# INSTRUCTIONS TO FOLLOW
Once the data has been read, restate all of it exactly.

*** Opening of RECORDS SUPPLIED ***

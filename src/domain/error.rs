//! Domain error types.
//!
//! Every variant except the config/data/io group is scoped to a single bar or
//! decision: the engine turns it into a [`BarOutcome`](crate::domain::engine::BarOutcome)
//! and carries on with the next bar.

use chrono::NaiveDateTime;

/// Top-level error type for orbtrader.
#[derive(Debug, Clone, PartialEq, thiserror::Error)]
pub enum EngineError {
    #[error("out-of-order bar for {symbol}: {timestamp} is not after {last}")]
    OutOfOrder {
        symbol: String,
        timestamp: NaiveDateTime,
        last: NaiveDateTime,
    },

    #[error("bar for {got} appended to window of {expected}")]
    SymbolMismatch { expected: String, got: String },

    #[error("insufficient data: have {bars} bars, need {needed}")]
    InsufficientData { bars: usize, needed: usize },

    #[error("invalid signal: {reason}")]
    InvalidSignal { reason: String },

    #[error("order size is zero for {symbol} (capital {capital}, midpoint {midpoint})")]
    ZeroSize {
        symbol: String,
        capital: f64,
        midpoint: f64,
    },

    #[error("order submission rejected for {symbol}: {reason}")]
    Submission { symbol: String, reason: String },

    #[error("config parse error in {file}: {reason}")]
    ConfigParse { file: String, reason: String },

    #[error("missing config key [{section}] {key}")]
    ConfigMissing { section: String, key: String },

    #[error("invalid config value [{section}] {key}: {reason}")]
    ConfigInvalid {
        section: String,
        key: String,
        reason: String,
    },

    #[error("data error: {reason}")]
    Data { reason: String },

    #[error("io error: {0}")]
    Io(String),
}

impl From<std::io::Error> for EngineError {
    fn from(err: std::io::Error) -> Self {
        EngineError::Io(err.to_string())
    }
}

impl EngineError {
    pub(crate) fn config_invalid(section: &str, key: &str, reason: impl Into<String>) -> Self {
        EngineError::ConfigInvalid {
            section: section.to_string(),
            key: key.to_string(),
            reason: reason.into(),
        }
    }

    /// True for errors that only affect the bar or decision that raised them.
    pub fn is_bar_scoped(&self) -> bool {
        matches!(
            self,
            EngineError::OutOfOrder { .. }
                | EngineError::SymbolMismatch { .. }
                | EngineError::InsufficientData { .. }
                | EngineError::InvalidSignal { .. }
                | EngineError::ZeroSize { .. }
                | EngineError::Submission { .. }
        )
    }
}

impl From<&EngineError> for std::process::ExitCode {
    fn from(err: &EngineError) -> Self {
        let code: u8 = match err {
            EngineError::Io(_) => 1,
            EngineError::ConfigParse { .. }
            | EngineError::ConfigMissing { .. }
            | EngineError::ConfigInvalid { .. } => 2,
            EngineError::Data { .. } => 3,
            EngineError::OutOfOrder { .. }
            | EngineError::SymbolMismatch { .. }
            | EngineError::InsufficientData { .. }
            | EngineError::InvalidSignal { .. }
            | EngineError::ZeroSize { .. }
            | EngineError::Submission { .. } => 4,
        };
        std::process::ExitCode::from(code)
    }
}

*** Close of RECORDS SUPPLIED ***

# FINISHED TASK
filename src/domain/error.rs
//! Domain error types.
//!
//! Every variant except the config/data/io group is scoped to a single bar or
//! decision: the engine turns it into a [`BarOutcome`](crate::domain::engine::BarOutcome)
//! and carries on with the next bar.

use chrono::NaiveDateTime;

/// Top-level error type for orbtrader.
#[derive(Debug, Clone, PartialEq, thiserror::Error)]
pub enum EngineError {
    #[error("out-of-order bar for {symbol}: {timestamp} is not after {last}")]
    OutOfOrder {
        symbol: String,
        timestamp: NaiveDateTime,
        last: NaiveDateTime,
    },

    #[error("bar for {got} appended to window of {expected}")]
    SymbolMismatch { expected: String, got: String },

    #[error("insufficient data: have {bars} bars, need {needed}")]
    InsufficientData { bars: usize, needed: usize },

    #[error("invalid signal: {reason}")]
    InvalidSignal { reason: String },

    #[error("order size is zero for {symbol} (capital {capital}, midpoint {midpoint})")]
    ZeroSize {
        symbol: String,
        capital: f64,
        midpoint: f64,
    },

    #[error("order submission rejected for {symbol}: {reason}")]
    Submission { symbol: String, reason: String },

    #[error("config parse error in {file}: {reason}")]
    ConfigParse { file: String, reason: String },

    #[error("missing config key [{section}] {key}")]
    ConfigMissing { section: String, key: String },

    #[error("invalid config value [{section}] {key}: {reason}")]
    ConfigInvalid {
        section: String,
        key: String,
        reason: String,
    },

    #[error("data error: {reason}")]
    Data { reason: String },

    #[error("io error: {0}")]
    Io(String),
}

impl From<std::io::Error> for EngineError {
    fn from(err: std::io::Error) -> Self {
        EngineError::Io(err.to_string())
    }
}

impl EngineError {
    pub(crate) fn config_invalid(section: &str, key: &str, reason: impl Into<String>) -> Self {
        EngineError::ConfigInvalid {
            section: section.to_string(),
            key: key.to_string(),
            reason: reason.into(),
        }
    }

    /// True for errors that only affect the bar or decision that raised them.
    pub fn is_bar_scoped(&self) -> bool {
        matches!(
            self,
            EngineError::OutOfOrder { .. }
                | EngineError::SymbolMismatch { .. }
                | EngineError::InsufficientData { .. }
                | EngineError::InvalidSignal { .. }
                | EngineError::ZeroSize { .. }
                | EngineError::Submission { .. }
        )
    }
}

impl From<&EngineError> for std::process::ExitCode {
    fn from(err: &EngineError) -> Self {
        let code: u8 = match err {
            EngineError::Io(_) => 1,
            EngineError::ConfigParse { .. }
            | EngineError::ConfigMissing { .. }
            | EngineError::ConfigInvalid { .. } => 2,
            EngineError::Data { .. } => 3,
            EngineError::OutOfOrder { .. }
            | EngineError::SymbolMismatch { .. }
            | EngineError::InsufficientData { .. }
            | EngineError::InvalidSignal { .. }
            | EngineError::ZeroSize { .. }
            | EngineError::Submission { .. } => 4,
        };
        std::process::ExitCode::from(code)
    }
}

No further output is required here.